Super Godzilla (SNES)

If you are wondering how strange Godzilla games can get, look no further. For 80 percent of your time in Super Godzilla, you play as a blue dot. That blue dot represents Godzilla, and you move him around a 2D map. Grey squares on the map are buildings. Green squares are tanks. A pink dot is the boss monster for the stage. When you find your pink nemesis, the game turns even stranger, replacing the top-down map gameplay for one of the most bizarre fighting game systems ever conceived. Controlling Godzilla, you must move your character forward to punch the enemy monster and quickly back up. This opens up an “Attack Window.” The further you pull Godzilla back, the more powerful attacks he can use. Upon selecting an attack, a stylized cutscene shows Godzilla firing off his selected attack and his opponent taking damage. Rinse and repeat. 

Despite numerous shortcomings, fans have found two bright spots in the game. The first is the game’s namesake, a powerful new version of Godzilla obtained late in the game that looks similar to designs Toho would use for Space Godzilla. The other is the game’s final boss, Bagan. Bagan was originally designed to appear in multiple Godzilla films, but instead only appeared in this forgettable title. 

A New Beginning 

Being a Japanese creation, a number of Godzilla titles were released in Japan only. The Super Famicom sequel to Battle Legends would sadly be Japan only, and two Dreamcast Godzilla titles would also never make it stateside. It would be several years before another Godzilla game emerged from the depths in America, but when it did, it wasn’t the Godzilla fans had come to love.

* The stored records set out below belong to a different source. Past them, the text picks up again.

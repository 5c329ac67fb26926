//! # Workflow Handlers
//!
//! Ready made `Handler` implementations.
//!
//! | Handler | Trigger | Emits |
//! |---------|---------|-------|
//! | `ListDirectoryHandler` | execution interval | file paths |
//! | `ReadFileHandler` | path payload | file contents, source = path |
//! | `ParseCsvHandler` | CSV payload | one JSON object per row |
//! | `MapFilterHandler` | JSON object payload | the payload, if it matches |
//! | `StdoutHandler` | any payload | the payload, if `forward` is set |
//!
//! Every handler counts what it publishes in `<processor>_<id>_payloads_out`.

// Nursery lints that are too strict
#![allow(clippy::missing_const_for_fn)]
// Allow in tests
#![cfg_attr(test, allow(clippy::unwrap_used))]
#![cfg_attr(test, allow(clippy::expect_used))]
#![cfg_attr(test, allow(clippy::panic))]

pub mod error;
pub mod files;
pub mod filters;
mod output;
pub mod parsers;
pub mod terminal;

pub use error::{as_handlers_error, HandlersError};
pub use files::{ListDirectoryHandler, ReadFileHandler};
pub use filters::MapFilterHandler;
pub use parsers::ParseCsvHandler;
pub use terminal::StdoutHandler;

Godzilla: The Series (Game Boy Color)

In 1998, Hollywood got its first shot at re-imagining Godzilla for an American audience. Set in New York, this new Godzilla looked more like an oversized iguana than a radioactive city smasher. Though the film let down many fans, an animated series created as a sequel to the movie won over some viewers by adopting a Godzilla vs. monster of the week format similar to that of the old films. The series spawned two poorly received side-scrolling shooters for the Game Boy Color, one simply titled Godzilla: The Series and another called Godzilla: The Series Monster Wars. In both games Godzilla automatically walks forward, and the player is responsible for dodging projectiles while shooting tiny blasts of fire out of Godzilla’s mouth. Not Godzilla’s finest moment. 

Godzilla: Destroy All Monsters Melee (GameCube, Xbox) Godzilla: Save The Earth (Xbox, PS2) Godzilla: Unleashed (Wii, PS2)

A trilogy of 3D fighters released between 2002 and 2007 finally proved making a fun Godzilla game was, in fact, possible. The first was Godzilla: Destroy All Monsters Melee, a timed exclusive for the GameCube that eventually made its way to the Xbox and also received a Game Boy Advance version called Godzilla: Domination. This was the game Godzilla fans had long waited for, with destructible cities, a sizable roster of Godzilla’s rivals, and impressive visuals for the time. Most importantly, the game supported four controllers, meaning you and three of your friends could duke it out for some hilarious monster mayhem.

The game’s sequel, Godzilla: Save The Earth, expanded upon the formula by adding even more monsters and online multiplayer. Last and least came Godzilla: Unleashed. In many ways identical to Destroy All Monsters Melee and Save The Earth, Unleashed brought down the trilogy of games with poor graphics and unresponsive controls. All three games suffered from a lack of compelling single-player content and received their fair share of criticism from the gaming press, but for many Godzilla fans a solid 3D fighter was more than adequate after years of disappointment.

The Future

It seemed for a long time that a new Godzilla film would never see the light of day, much less a video game. But that has changed with the new American reboot. A free-to-download, match-three puzzle game based on the upcoming film will be Godzilla’s first game since Unleashed in 2007, and is being developed by the same studio behind the Destroy All Monsters trilogy, Pipeworks Software. A match-three game seems like a strange framework for the world’s most well-known monster, but with a video game past like Godzilla’s, it doesn’t seem so out of place.